DEVELOPMENT OF ENTOMOPATHOGENIC NEMATODE USE AGAINST TERMITE PESTS
TELAN, Jose Angel Jude B.
Term Paper
Submitted to Dr. Barbara L. Caoili
in Partial Fulfillment to
ENT 275: Insect Pathology
Termites are the members of the Order Isoptera which means “equal winged” and includes more than 2600 species worldwide (Engel & Krishna 2004). They are known as eusocial insects (Thorne 1997) and generally feed on wood and other plant cellulosic materials (Donovan et al. 2001). Caste system could be observed on their nests, composed of a queen which mainly functions as the egg-laying individual in the nest, workers as gatherers and foragers of food, soldiers that protect the colony, and male alates that mate and fertilize the queen (Noirot 1985, Roisin 2000). They undergo incomplete metamorphosis and are usually divided into their habitat preference or feeding habits. These are subterranean termites which utilize soil particles in their nests, drywood termites which generally build nests on dry wood, and dampwood termites which live and feed on damp wood (Eggleton & Tayasu 2001). Recent phylogenetic studies consider placing the members of this Order under the Order Blattidae, which indicates that termites are phylogenetically related to cockroaches (Inward et al. 2007). Their feeding behavior could cause economical ripples in human systems since it could be both beneficial and harmful (Bodine & Ueckert 1975).

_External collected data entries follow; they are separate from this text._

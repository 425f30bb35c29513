use std::collections::{BTreeMap, BTreeSet};
use std::sync::RwLock;

use crate::provider::VfsProvider;
use crate::VfsError;

/// In-memory provider for tests and embedded data.
///
/// Directories are implicit: they exist whenever some file path contains
/// them as a prefix. Mutable after mounting; read-write.
#[derive(Default)]
pub struct MemoryProvider {
    files: RwLock<BTreeMap<String, Vec<u8>>>,
}

impl MemoryProvider {
    pub fn new() -> Self {
        Self::default()
    }

    /// Insert (or overwrite) a file.
    pub fn insert(&self, path: impl Into<String>, data: Vec<u8>) {
        self.files
            .write()
            .unwrap_or_else(|poisoned| poisoned.into_inner())
            .insert(path.into(), data);
    }

    /// Run `f` over the file map, recovering from a poisoned lock — the map
    /// is plain data, a panicked writer cannot leave it inconsistent.
    fn with_files<R>(&self, f: impl FnOnce(&BTreeMap<String, Vec<u8>>) -> R) -> R {
        let files = self
            .files
            .read()
            .unwrap_or_else(|poisoned| poisoned.into_inner());
        f(&files)
    }
}

impl VfsProvider for MemoryProvider {
    fn read(&self, path: &str) -> Result<Vec<u8>, VfsError> {
        self.with_files(|files| {
            files
                .get(path)
                .cloned()
                .ok_or_else(|| VfsError::NotFound(path.to_owned()))
        })
    }

    fn exists(&self, path: &str) -> Result<bool, VfsError> {
        self.with_files(|files| Ok(files.contains_key(path)))
    }

    fn list_dir(&self, path: &str) -> Result<Vec<String>, VfsError> {
        self.with_files(|files| {
            let prefix = if path.is_empty() {
                String::new()
            } else {
                format!("{path}/")
            };
            let mut entries = BTreeSet::new();
            for key in files.keys() {
                if let Some(rest) = key.strip_prefix(&prefix) {
                    let name = rest.split('/').next().unwrap_or(rest);
                    if !name.is_empty() {
                        entries.insert(name.to_owned());
                    }
                }
            }
            Ok(entries.into_iter().collect())
        })
    }

    fn is_read_only(&self) -> bool {
        false
    }

    fn write(&self, path: &str, data: &[u8]) -> Result<(), VfsError> {
        self.insert(path, data.to_vec());
        Ok(())
    }

    fn delete(&self, path: &str) -> Result<(), VfsError> {
        let removed = self
            .files
            .write()
            .unwrap_or_else(|poisoned| poisoned.into_inner())
            .remove(path);
        match removed {
            Some(_) => Ok(()),
            None => Err(VfsError::NotFound(path.to_owned())),
        }
    }
}

#[cfg(test)]
mod tests {
    use super::*;

    #[test]
    fn read_write_delete() {
        let mem = MemoryProvider::new();
        mem.write("a/b.bin", &[1, 2, 3]).unwrap();
        assert!(mem.exists("a/b.bin").unwrap());
        assert_eq!(mem.read("a/b.bin").unwrap(), vec![1, 2, 3]);
        mem.delete("a/b.bin").unwrap();
        assert!(!mem.exists("a/b.bin").unwrap());
        assert!(matches!(mem.read("a/b.bin"), Err(VfsError::NotFound(_))));
    }

    #[test]
    fn list_dir_is_immediate_children_only() {
        let mem = MemoryProvider::new();
        mem.insert("top.bin", vec![]);
        mem.insert("dir/one.bin", vec![]);
        mem.insert("dir/sub/two.bin", vec![]);

        assert_eq!(mem.list_dir("").unwrap(), vec!["dir", "top.bin"]);
        assert_eq!(mem.list_dir("dir").unwrap(), vec!["one.bin", "sub"]);
        assert!(mem.list_dir("nope").unwrap().is_empty());
    }
}
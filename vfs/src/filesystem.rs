use std::path::PathBuf;

use crate::provider::VfsProvider;
use crate::VfsError;

/// Provider over a directory tree on the native filesystem.
///
/// The provider root is joined with the (already normalized) VFS path to
/// form the on-disk path; normalization has rejected `..` segments before
/// they get here, so a path can never escape the root.
pub struct DirectoryProvider {
    root: PathBuf,
}

impl DirectoryProvider {
    /// A provider rooted at `root`. The directory may not exist yet; it is
    /// checked at access time.
    pub fn new(root: impl Into<PathBuf>) -> Self {
        Self { root: root.into() }
    }

    fn resolve(&self, path: &str) -> PathBuf {
        self.root.join(path)
    }
}

impl VfsProvider for DirectoryProvider {
    fn read(&self, path: &str) -> Result<Vec<u8>, VfsError> {
        std::fs::read(self.resolve(path)).map_err(|err| match err.kind() {
            std::io::ErrorKind::NotFound => VfsError::NotFound(path.to_owned()),
            _ => VfsError::Io(err),
        })
    }

    fn exists(&self, path: &str) -> Result<bool, VfsError> {
        Ok(self.resolve(path).is_file())
    }

    fn list_dir(&self, path: &str) -> Result<Vec<String>, VfsError> {
        let full = self.resolve(path);
        if !full.is_dir() {
            return Ok(Vec::new());
        }
        let mut entries = Vec::new();
        for entry in std::fs::read_dir(full)? {
            let entry = entry?;
            match entry.file_name().into_string() {
                Ok(name) => entries.push(name),
                Err(name) => log::warn!("skipping non-UTF-8 entry {name:?}"),
            }
        }
        entries.sort();
        Ok(entries)
    }

    fn is_read_only(&self) -> bool {
        false
    }

    fn write(&self, path: &str, data: &[u8]) -> Result<(), VfsError> {
        let full = self.resolve(path);
        if let Some(parent) = full.parent() {
            std::fs::create_dir_all(parent)?;
        }
        std::fs::write(full, data)?;
        Ok(())
    }

    fn delete(&self, path: &str) -> Result<(), VfsError> {
        std::fs::remove_file(self.resolve(path)).map_err(|err| match err.kind() {
            std::io::ErrorKind::NotFound => VfsError::NotFound(path.to_owned()),
            _ => VfsError::Io(err),
        })
    }
}
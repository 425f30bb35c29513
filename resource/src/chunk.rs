//! Resource chunks.

use crate::relocation::Relocation;

/// Four-character chunk kind tag, stored verbatim in the container.
#[derive(Clone, Copy, PartialEq, Eq, Hash)]
pub struct ChunkKind(pub [u8; 4]);

impl ChunkKind {
    /// Scene graph nodes.
    pub const NODE: ChunkKind = ChunkKind(*b"NODE");
    /// Collision mesh.
    pub const COLLISION: ChunkKind = ChunkKind(*b"COLL");
    /// Navigation mesh.
    pub const NAVIGATION: ChunkKind = ChunkKind(*b"NAVM");
    /// Opaque CPU/GPU byte payload.
    pub const BUFFER: ChunkKind = ChunkKind(*b"BUFF");
}

impl std::fmt::Display for ChunkKind {
    fn fmt(&self, f: &mut std::fmt::Formatter<'_>) -> std::fmt::Result {
        for &byte in &self.0 {
            if byte.is_ascii_graphic() {
                write!(f, "{}", byte as char)?;
            } else {
                write!(f, "\\x{byte:02x}")?;
            }
        }
        Ok(())
    }
}

impl std::fmt::Debug for ChunkKind {
    fn fmt(&self, f: &mut std::fmt::Formatter<'_>) -> std::fmt::Result {
        std::fmt::Display::fmt(self, f)
    }
}

/// One resource chunk: a typed, named blob pair with its relocation table.
///
/// The CPU blob carries the structured records; the GPU blob carries bulk
/// payloads (vertex data and the like). Relocation offsets refer to the CPU
/// blob; a GPU-flagged relocation means the field's target lives in the GPU
/// blob.
#[derive(Debug, Clone)]
pub struct ResourceChunk {
    /// Chunk kind tag.
    pub kind: ChunkKind,
    /// Chunk id, unique within a database.
    pub id: u32,
    /// Optional name (empty = unnamed).
    pub name: String,
    /// CPU-resident bytes.
    pub data: Vec<u8>,
    /// GPU-resident bytes.
    pub gpu_data: Vec<u8>,
    /// Pointer fields inside `data`.
    pub relocations: Vec<Relocation>,
}

impl ResourceChunk {
    /// An empty chunk of the given kind.
    pub fn new(kind: ChunkKind, id: u32, name: impl Into<String>) -> Self {
        Self {
            kind,
            id,
            name: name.into(),
            data: Vec::new(),
            gpu_data: Vec::new(),
            relocations: Vec::new(),
        }
    }
}
//! Scene graph node records.
//!
//! Transforms are plain `[f32; 16]` row-major matrices rather than math
//! library types; the consumers that need real matrix math convert at the
//! boundary.

use std::cell::RefCell;
use std::rc::{Rc, Weak};

use crate::error::ResourceError;
use crate::load::LoadContext;
use crate::save::SaveContext;
use crate::save_buffer::SaveBuffer;
use crate::serializable::ResourceSerializable;

/// Row-major identity matrix.
pub const IDENTITY_MATRIX: [f32; 16] = [
    1.0, 0.0, 0.0, 0.0, //
    0.0, 1.0, 0.0, 0.0, //
    0.0, 0.0, 1.0, 0.0, //
    0.0, 0.0, 0.0, 1.0,
];

/// Byte footprint of one node record in a `NODE` chunk.
///
/// The layout is fixed (a compiled structure layout, not a stream):
///
/// ```text
/// 0x00  uid          u32
/// 0x04  kind tag     u32
/// 0x08  name         pointer (8-byte slot)
/// 0x10  transform    16 × f32, row-major
/// 0x50  parent uid   u32
/// 0x54  payload a    u32
/// 0x58  payload b    u32
/// 0x5C  reserved     u32
/// ```
pub(crate) const NODE_RECORD_SIZE: usize = 0x60;

/// Stable identity for a node, derived from its name (FNV-1a).
///
/// Uid 0 is reserved for "no node".
pub fn uid_from_name(name: &str) -> u32 {
    let mut hash: u32 = 0x811C_9DC5;
    for byte in name.bytes() {
        hash ^= byte as u32;
        hash = hash.wrapping_mul(0x0100_0193);
    }
    hash.max(1)
}

/// What a node is, with its kind-specific payload.
#[derive(Debug, Clone, Copy, PartialEq, Eq)]
pub enum NodeKind {
    /// A grouping node with no payload.
    Folder,
    /// A named point in space.
    Locator,
    /// A node whose geometry lives in a `BUFF` chunk.
    Mesh {
        /// Chunk id of the vertex payload.
        buffer_chunk: u32,
    },
    /// A numbered track marker.
    Marker {
        /// Marker index along the track.
        index: u32,
    },
    /// A kind this build does not model; payload carried through verbatim.
    Unknown {
        /// The on-disk kind tag.
        tag: u32,
        /// Raw payload words.
        payload: [u32; 2],
    },
}

impl NodeKind {
    fn from_parts(tag: u32, a: u32, b: u32) -> Self {
        match tag {
            0 => NodeKind::Folder,
            1 => NodeKind::Locator,
            2 => NodeKind::Mesh { buffer_chunk: a },
            3 => NodeKind::Marker { index: a },
            _ => NodeKind::Unknown {
                tag,
                payload: [a, b],
            },
        }
    }

    fn to_parts(self) -> (u32, u32, u32) {
        match self {
            NodeKind::Folder => (0, 0, 0),
            NodeKind::Locator => (1, 0, 0),
            NodeKind::Mesh { buffer_chunk } => (2, buffer_chunk, 0),
            NodeKind::Marker { index } => (3, index, 0),
            NodeKind::Unknown { tag, payload } => (tag, payload[0], payload[1]),
        }
    }
}

impl Default for NodeKind {
    fn default() -> Self {
        NodeKind::Folder
    }
}

/// One node in the scene graph.
///
/// Nodes are shared (`Rc<RefCell<SceneNode>>`): the registry, the parent's
/// child list, and any resource that references the node by uid all hold the
/// same object. Parent links are weak so a tree never forms an `Rc` cycle.
#[derive(Default)]
pub struct SceneNode {
    /// Stable identity; 0 means unregistered.
    pub uid: u32,
    /// Display name, also the usual uid source.
    pub name: String,
    /// Local transform, row-major.
    pub transform: [f32; 16],
    /// Uid of the parent node; 0 for top-level nodes.
    pub parent_uid: u32,
    /// Kind and payload.
    pub kind: NodeKind,

    parent: Weak<RefCell<SceneNode>>,
    children: Vec<Rc<RefCell<SceneNode>>>,
}

impl SceneNode {
    /// A node named `name`, with its uid derived from the name.
    pub fn new(name: impl Into<String>) -> Self {
        let name = name.into();
        Self {
            uid: uid_from_name(&name),
            name,
            transform: IDENTITY_MATRIX,
            parent_uid: 0,
            kind: NodeKind::Folder,
            parent: Weak::new(),
            children: Vec::new(),
        }
    }

    /// Set the kind.
    #[must_use]
    pub fn with_kind(mut self, kind: NodeKind) -> Self {
        self.kind = kind;
        self
    }

    /// Set the local transform.
    #[must_use]
    pub fn with_transform(mut self, transform: [f32; 16]) -> Self {
        self.transform = transform;
        self
    }

    /// The parent node, if it is still alive.
    pub fn parent(&self) -> Option<Rc<RefCell<SceneNode>>> {
        self.parent.upgrade()
    }

    /// Child nodes.
    pub fn children(&self) -> &[Rc<RefCell<SceneNode>>] {
        &self.children
    }

    /// Attach `child` under `parent`, keeping the uid link and the object
    /// links in step. A node cannot be its own parent.
    pub fn link(parent: &Rc<RefCell<SceneNode>>, child: &Rc<RefCell<SceneNode>>) {
        if Rc::ptr_eq(parent, child) {
            log::warn!("refusing to link a node under itself");
            return;
        }
        let parent_uid = parent.borrow().uid;
        {
            let mut child_ref = child.borrow_mut();
            child_ref.parent = Rc::downgrade(parent);
            child_ref.parent_uid = parent_uid;
        }
        let mut parent_ref = parent.borrow_mut();
        if !parent_ref.children.iter().any(|c| Rc::ptr_eq(c, child)) {
            parent_ref.children.push(Rc::clone(child));
        }
    }
}

impl ResourceSerializable for SceneNode {
    fn load(&mut self, ctx: &mut LoadContext<'_>) -> Result<(), ResourceError> {
        let base = ctx.position();
        self.uid = ctx.read_u32(base);
        let tag = ctx.read_u32(base + 0x04);
        self.name = ctx.read_string_pointer(base + 0x08);
        self.transform = ctx.read_matrix(base + 0x10);
        self.parent_uid = ctx.read_u32(base + 0x50);
        let a = ctx.read_u32(base + 0x54);
        let b = ctx.read_u32(base + 0x58);
        self.kind = NodeKind::from_parts(tag, a, b);
        Ok(())
    }

    fn save(&self, ctx: &mut SaveContext, buffer: &SaveBuffer) {
        let (tag, a, b) = self.kind.to_parts();
        ctx.write_u32(buffer, 0x00, self.uid);
        ctx.write_u32(buffer, 0x04, tag);
        ctx.write_string_pointer(buffer, &self.name, 0x08, false);
        ctx.write_matrix(buffer, 0x10, &self.transform);
        ctx.write_u32(buffer, 0x50, self.parent_uid);
        ctx.write_u32(buffer, 0x54, a);
        ctx.write_u32(buffer, 0x58, b);
    }

    fn serialized_size(&self) -> usize {
        NODE_RECORD_SIZE
    }
}

impl std::fmt::Debug for SceneNode {
    fn fmt(&self, f: &mut std::fmt::Formatter<'_>) -> std::fmt::Result {
        f.debug_struct("SceneNode")
            .field("uid", &self.uid)
            .field("name", &self.name)
            .field("kind", &self.kind)
            .field("children", &self.children.len())
            .finish()
    }
}
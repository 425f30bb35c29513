//! Target platform descriptors.
//!
//! A resource database is built for one concrete target. The two properties
//! that matter to serialization are byte order and pointer width; everything
//! else about a target is irrelevant here.

/// A serialization target platform.
#[derive(Debug, Clone, Copy, PartialEq, Eq, Hash)]
pub enum Platform {
    /// Windows, 32-bit little-endian.
    Win32,
    /// Windows, 64-bit little-endian.
    Win64,
    /// Wii U, 32-bit big-endian.
    WiiU,
    /// PlayStation 3, 32-bit big-endian.
    Ps3,
}

impl Platform {
    /// Whether multi-byte primitives are stored big-endian on this target.
    pub fn is_big_endian(&self) -> bool {
        matches!(self, Platform::WiiU | Platform::Ps3)
    }

    /// Whether pointer-shaped fields are 8 bytes wide on this target.
    pub fn is_64_bit(&self) -> bool {
        matches!(self, Platform::Win64)
    }

    /// Width in bytes of a pointer-shaped field.
    pub fn pointer_size(&self) -> usize {
        if self.is_64_bit() {
            8
        } else {
            4
        }
    }

    /// The tag byte stored in a database file header.
    pub fn tag(&self) -> u8 {
        match self {
            Platform::Win32 => 0,
            Platform::Win64 => 1,
            Platform::WiiU => 2,
            Platform::Ps3 => 3,
        }
    }

    /// Decode a file header tag byte.
    pub fn from_tag(tag: u8) -> Option<Platform> {
        match tag {
            0 => Some(Platform::Win32),
            1 => Some(Platform::Win64),
            2 => Some(Platform::WiiU),
            3 => Some(Platform::Ps3),
            _ => None,
        }
    }
}
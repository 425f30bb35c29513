//! # Kestrel resource databases
//!
//! Loader and saver for the binary resource databases of the Kestrel
//! toolkit's target engine. A database is a flat byte blob (plus an optional
//! GPU-resident blob) with an external relocation table; loading re-bases
//! the relocated pointer fields into live object references — deduplicating
//! shared records and resolving cycles — and saving allocates fresh
//! addresses in two bump-allocated address spaces while emitting the
//! relocation records back out.
//!
//! The core is platform-polymorphic: the same code reads and writes 32- and
//! 64-bit, little- and big-endian databases, selected by a [`Platform`]
//! descriptor.
//!
//! # Example
//!
//! ```ignore
//! use kestrel_resource::{ChunkKind, NavMesh, ResourceDatabase};
//!
//! let bytes = std::fs::read("track01.krdb")?;
//! let db = ResourceDatabase::from_bytes(&bytes)?;
//! for chunk in db.chunks() {
//!     println!("{} {:#010x} {}", chunk.kind, chunk.id, chunk.name);
//! }
//! let nav: NavMesh = db.load_resource(nav_chunk_id)?;
//! println!("{} waypoints", nav.waypoints.len());
//! ```

pub mod buffer;
mod chunk;
pub mod collision;
mod database;
mod error;
mod load;
pub mod navigation;
mod platform;
mod relocation;
mod save;
mod save_buffer;
mod scene;
mod serializable;
#[cfg(test)]
mod tests;

pub use chunk::{ChunkKind, ResourceChunk};
pub use collision::{BvhKind, BvhNode, CollisionMesh, CollisionSection};
pub use database::{ResourceDatabase, FORMAT_VERSION, MAGIC};
pub use error::ResourceError;
pub use load::{LoadContext, MAX_ARRAY_LEN};
pub use navigation::{NavLink, NavMesh, RacingLine, RacingSegment, Waypoint};
pub use platform::Platform;
pub use relocation::{Relocation, RelocationKind};
pub use save::{SaveContext, SaveOutput};
pub use save_buffer::SaveBuffer;
pub use scene::{uid_from_name, NodeKind, NodeRegistry, SceneNode, IDENTITY_MATRIX};
pub use serializable::ResourceSerializable;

The economic importance of termites works both ways – detrimental and beneficial. The beneficial importance of these insects is mainly attributed to their capability to break down and recycle plant matter. This allows the recycle of nutrients and release of organic matter in to the soil, maintaining soil health (Bodine & Ueckert 1975). Another benefit is that termites are one of the food sources for many organisms including ants, poultry, and mammals like humans (DeFoliart 1975, DeFoliart 1989). Out of more than 2,300 species of termites worldwide, around 180 species cause damage to buildings (Su 2003), which is detrimental to the economy. These termites are considered as pests since they damage infrastructures (Su 2003) made of wood, to forestry, and some agricultural products (Mitchell 2002). However, data are insufficient to assess their total economic impact worldwide. Different factors may affect this, including regional differences in cost of living and human attitude towards termites. But in the United States, the cost for liquid termiticide use could exceed $1.5 billion annually (Su 1994). Around 80% of these economically important termites are subterranean species. Even so, drywood termites are responsible for a significant portion of damage and control expenses related to termites not just in the United States but worldwide (Su & Scheffrahn 1990). These drywood termites could have been unknowingly transported through infested wood from place to place by ships or movement in land (Scheffrahn et al. 2009, Scheffrahn & Crowe 2011). Subterranean termites, however, could be considered as “urban pests” since they have the tendency to attack man-made structures and could be invasive causing increased structural damages worldwide (Lee 2002).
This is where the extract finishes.